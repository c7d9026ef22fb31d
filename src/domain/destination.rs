use serde::Serialize;
use std::fmt;
use thiserror::Error;

/// Default port of a Bedrock server
pub const DEFAULT_BEDROCK_PORT: u16 = 19132;

/// Default port of a Java server (used for mapping keys)
pub const DEFAULT_JAVA_PORT: u16 = 25565;

/// Address parsing errors
#[derive(Error, Debug, Clone, PartialEq, Eq)]
pub enum DestinationError {
    #[error("host must not be blank")]
    EmptyHost,

    #[error("host contains whitespace: {0:?}")]
    InvalidHost(String),

    #[error("invalid port {port:?} in {input:?}")]
    InvalidPort { port: String, input: String },

    #[error("port {0} out of range 1-65535")]
    PortOutOfRange(i64),

    #[error("unclosed IPv6 bracket in {0:?}")]
    UnclosedBracket(String),

    #[error("malformed address {0:?}")]
    Malformed(String),
}

/// A concrete host/port pair a client can be sent to.
///
/// Hosts are stored lowercased, so two destinations naming the same endpoint
/// compare equal.
#[derive(Debug, Clone, PartialEq, Eq, Hash, Serialize)]
pub struct Destination {
    host: String,
    port: u16,
}

impl Destination {
    pub fn new(host: impl AsRef<str>, port: u16) -> Result<Self, DestinationError> {
        let host = host.as_ref().trim();
        if host.is_empty() {
            return Err(DestinationError::EmptyHost);
        }
        if host.chars().any(char::is_whitespace) {
            return Err(DestinationError::InvalidHost(host.to_string()));
        }
        let port = check_port(i64::from(port))?;

        Ok(Self {
            host: host.to_ascii_lowercase(),
            port,
        })
    }

    /// Parse `host`, `host:port`, `[ipv6]`, `[ipv6]:port` or a bare IPv6
    /// literal. A missing port falls back to `default_port`.
    pub fn parse(input: &str, default_port: u16) -> Result<Self, DestinationError> {
        let input = input.trim();
        if input.is_empty() {
            return Err(DestinationError::EmptyHost);
        }

        if let Some(rest) = input.strip_prefix('[') {
            let close = rest
                .find(']')
                .ok_or_else(|| DestinationError::UnclosedBracket(input.to_string()))?;
            let host = &rest[..close];
            let tail = &rest[close + 1..];
            let port = match tail.strip_prefix(':') {
                Some(raw) => parse_port(raw, input)?,
                None if tail.is_empty() => default_port,
                None => return Err(DestinationError::Malformed(input.to_string())),
            };
            return Self::new(host, port);
        }

        match input.matches(':').count() {
            0 => Self::new(input, default_port),
            1 => {
                let (host, raw) = input
                    .split_once(':')
                    .ok_or_else(|| DestinationError::Malformed(input.to_string()))?;
                Self::new(host, parse_port(raw, input)?)
            }
            // Unbracketed IPv6 literal, no port
            _ => Self::new(input, default_port),
        }
    }

    pub fn host(&self) -> &str {
        &self.host
    }

    pub fn port(&self) -> u16 {
        self.port
    }
}

impl fmt::Display for Destination {
    fn fmt(&self, f: &mut fmt::Formatter<'_>) -> fmt::Result {
        if self.host.contains(':') {
            write!(f, "[{}]:{}", self.host, self.port)
        } else {
            write!(f, "{}:{}", self.host, self.port)
        }
    }
}

/// Validate a raw port number
pub fn check_port(port: i64) -> Result<u16, DestinationError> {
    if (1..=65535).contains(&port) {
        Ok(port as u16)
    } else {
        Err(DestinationError::PortOutOfRange(port))
    }
}

fn parse_port(raw: &str, input: &str) -> Result<u16, DestinationError> {
    let port: i64 = raw
        .trim()
        .parse()
        .map_err(|_| DestinationError::InvalidPort {
            port: raw.to_string(),
            input: input.to_string(),
        })?;
    check_port(port)
}
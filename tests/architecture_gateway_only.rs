use std::fs;
use std::path::{Path, PathBuf};

const ALLOWED_HOST_TRANSFER_CALLERS: &[&str] = &["src/dispatcher.rs"];

/// Implementations of the capability live here
const HOST_MODULE: &str = "src/host/";

fn collect_rust_files(root: &Path, out: &mut Vec<PathBuf>) {
    let Ok(entries) = fs::read_dir(root) else {
        return;
    };
    for entry in entries.flatten() {
        let path = entry.path();
        if path.is_dir() {
            collect_rust_files(&path, out);
            continue;
        }
        if path.extension().and_then(|s| s.to_str()) == Some("rs") {
            out.push(path);
        }
    }
}

#[test]
fn host_transfer_calls_are_limited_to_dispatcher() {
    let repo_root = Path::new(env!("CARGO_MANIFEST_DIR"));
    let src_root = repo_root.join("src");
    let mut files = Vec::new();
    collect_rust_files(&src_root, &mut files);
    assert!(!files.is_empty(), "no sources found under {}", src_root.display());

    let mut offenders = Vec::new();
    for file in files {
        let rel = file
            .strip_prefix(repo_root)
            .unwrap_or(&file)
            .to_string_lossy()
            .replace('\\', "/");
        if rel.starts_with(HOST_MODULE) {
            continue;
        }
        let content = fs::read_to_string(&file).unwrap_or_default();
        for (idx, line) in content.lines().enumerate() {
            let trimmed = line.trim();
            if trimmed.starts_with("//") || !trimmed.contains(".transfer(") {
                continue;
            }
            if ALLOWED_HOST_TRANSFER_CALLERS
                .iter()
                .any(|allowed| *allowed == rel)
            {
                continue;
            }
            offenders.push(format!("{rel}:{}: {}", idx + 1, trimmed));
        }
    }

    assert!(
        offenders.is_empty(),
        "host transfer capability invoked outside the dispatcher:\n{}",
        offenders.join("\n")
    );
}

#[test]
fn session_table_is_only_touched_by_tracker() {
    let repo_root = Path::new(env!("CARGO_MANIFEST_DIR"));
    let mut files = Vec::new();
    collect_rust_files(&repo_root.join("src"), &mut files);

    let offenders: Vec<String> = files
        .iter()
        .filter(|file| !file.ends_with("tracker.rs"))
        .filter(|file| {
            fs::read_to_string(file)
                .map(|content| content.contains("DashMap<ClientId"))
                .unwrap_or(false)
        })
        .map(|file| file.display().to_string())
        .collect();

    assert!(
        offenders.is_empty(),
        "per-client session state kept outside the tracker:\n{}",
        offenders.join("\n")
    );
}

EXERCISE GOAL -> From the records above, extract every entry verbatim.

ANSWER TO THIS EXERCISE ->
repository c7d9026ef22fb31d
filename src/domain/destination.rs
use serde::Serialize;
use std::fmt;
use thiserror::Error;

/// Default port of a Bedrock server
pub const DEFAULT_BEDROCK_PORT: u16 = 19132;

/// Default port of a Java server (used for mapping keys)
pub const DEFAULT_JAVA_PORT: u16 = 25565;

/// Address parsing errors
#[derive(Error, Debug, Clone, PartialEq, Eq)]
pub enum DestinationError {
    #[error("host must not be blank")]
    EmptyHost,

    #[error("host contains whitespace: {0:?}")]
    InvalidHost(String),

    #[error("invalid port {port:?} in {input:?}")]
    InvalidPort { port: String, input: String },

    #[error("port {0} out of range 1-65535")]
    PortOutOfRange(i64),

    #[error("unclosed IPv6 bracket in {0:?}")]
    UnclosedBracket(String),

    #[error("malformed address {0:?}")]
    Malformed(String),
}

/// A concrete host/port pair a client can be sent to.
///
/// Hosts are stored lowercased, so two destinations naming the same endpoint
/// compare equal.
#[derive(Debug, Clone, PartialEq, Eq, Hash, Serialize)]
pub struct Destination {
    host: String,
    port: u16,
}

impl Destination {
    pub fn new(host: impl AsRef<str>, port: u16) -> Result<Self, DestinationError> {
        let host = host.as_ref().trim();
        if host.is_empty() {
            return Err(DestinationError::EmptyHost);
        }
        if host.chars().any(char::is_whitespace) {
            return Err(DestinationError::InvalidHost(host.to_string()));
        }
        let port = check_port(i64::from(port))?;

        Ok(Self {
            host: host.to_ascii_lowercase(),
            port,
        })
    }

    /// Parse `host`, `host:port`, `[ipv6]`, `[ipv6]:port` or a bare IPv6
    /// literal. A missing port falls back to `default_port`.
    pub fn parse(input: &str, default_port: u16) -> Result<Self, DestinationError> {
        let input = input.trim();
        if input.is_empty() {
            return Err(DestinationError::EmptyHost);
        }

        if let Some(rest) = input.strip_prefix('[') {
            let close = rest
                .find(']')
                .ok_or_else(|| DestinationError::UnclosedBracket(input.to_string()))?;
            let host = &rest[..close];
            let tail = &rest[close + 1..];
            let port = match tail.strip_prefix(':') {
                Some(raw) => parse_port(raw, input)?,
                None if tail.is_empty() => default_port,
                None => return Err(DestinationError::Malformed(input.to_string())),
            };
            return Self::new(host, port);
        }

        match input.matches(':').count() {
            0 => Self::new(input, default_port),
            1 => {
                let (host, raw) = input
                    .split_once(':')
                    .ok_or_else(|| DestinationError::Malformed(input.to_string()))?;
                Self::new(host, parse_port(raw, input)?)
            }
            // Unbracketed IPv6 literal, no port
            _ => Self::new(input, default_port),
        }
    }

    pub fn host(&self) -> &str {
        &self.host
    }

    pub fn port(&self) -> u16 {
        self.port
    }
}

impl fmt::Display for Destination {
    fn fmt(&self, f: &mut fmt::Formatter<'_>) -> fmt::Result {
        if self.host.contains(':') {
            write!(f, "[{}]:{}", self.host, self.port)
        } else {
            write!(f, "{}:{}", self.host, self.port)
        }
    }
}

/// Validate a raw port number
pub fn check_port(port: i64) -> Result<u16, DestinationError> {
    if (1..=65535).contains(&port) {
        Ok(port as u16)
    } else {
        Err(DestinationError::PortOutOfRange(port))
    }
}

fn parse_port(raw: &str, input: &str) -> Result<u16, DestinationError> {
    let port: i64 = raw
        .trim()
        .parse()
        .map_err(|_| DestinationError::InvalidPort {
            port: raw.to_string(),
            input: input.to_string(),
        })?;
    check_port(port)
}
filename tests/architecture_gateway_only.rs
use std::fs;
use std::path::{Path, PathBuf};

const ALLOWED_HOST_TRANSFER_CALLERS: &[&str] = &["src/dispatcher.rs"];

/// Implementations of the capability live here
const HOST_MODULE: &str = "src/host/";

fn collect_rust_files(root: &Path, out: &mut Vec<PathBuf>) {
    let Ok(entries) = fs::read_dir(root) else {
        return;
    };
    for entry in entries.flatten() {
        let path = entry.path();
        if path.is_dir() {
            collect_rust_files(&path, out);
            continue;
        }
        if path.extension().and_then(|s| s.to_str()) == Some("rs") {
            out.push(path);
        }
    }
}

#[test]
fn host_transfer_calls_are_limited_to_dispatcher() {
    let repo_root = Path::new(env!("CARGO_MANIFEST_DIR"));
    let src_root = repo_root.join("src");
    let mut files = Vec::new();
    collect_rust_files(&src_root, &mut files);
    assert!(!files.is_empty(), "no sources found under {}", src_root.display());

    let mut offenders = Vec::new();
    for file in files {
        let rel = file
            .strip_prefix(repo_root)
            .unwrap_or(&file)
            .to_string_lossy()
            .replace('\\', "/");
        if rel.starts_with(HOST_MODULE) {
            continue;
        }
        let content = fs::read_to_string(&file).unwrap_or_default();
        for (idx, line) in content.lines().enumerate() {
            let trimmed = line.trim();
            if trimmed.starts_with("//") || !trimmed.contains(".transfer(") {
                continue;
            }
            if ALLOWED_HOST_TRANSFER_CALLERS
                .iter()
                .any(|allowed| *allowed == rel)
            {
                continue;
            }
            offenders.push(format!("{rel}:{}: {}", idx + 1, trimmed));
        }
    }

    assert!(
        offenders.is_empty(),
        "host transfer capability invoked outside the dispatcher:\n{}",
        offenders.join("\n")
    );
}

#[test]
fn session_table_is_only_touched_by_tracker() {
    let repo_root = Path::new(env!("CARGO_MANIFEST_DIR"));
    let mut files = Vec::new();
    collect_rust_files(&repo_root.join("src"), &mut files);

    let offenders: Vec<String> = files
        .iter()
        .filter(|file| !file.ends_with("tracker.rs"))
        .filter(|file| {
            fs::read_to_string(file)
                .map(|content| content.contains("DashMap<ClientId"))
                .unwrap_or(false)
        })
        .map(|file| file.display().to_string())
        .collect();

    assert!(
        offenders.is_empty(),
        "per-client session state kept outside the tracker:\n{}",
        offenders.join("\n")
    );
}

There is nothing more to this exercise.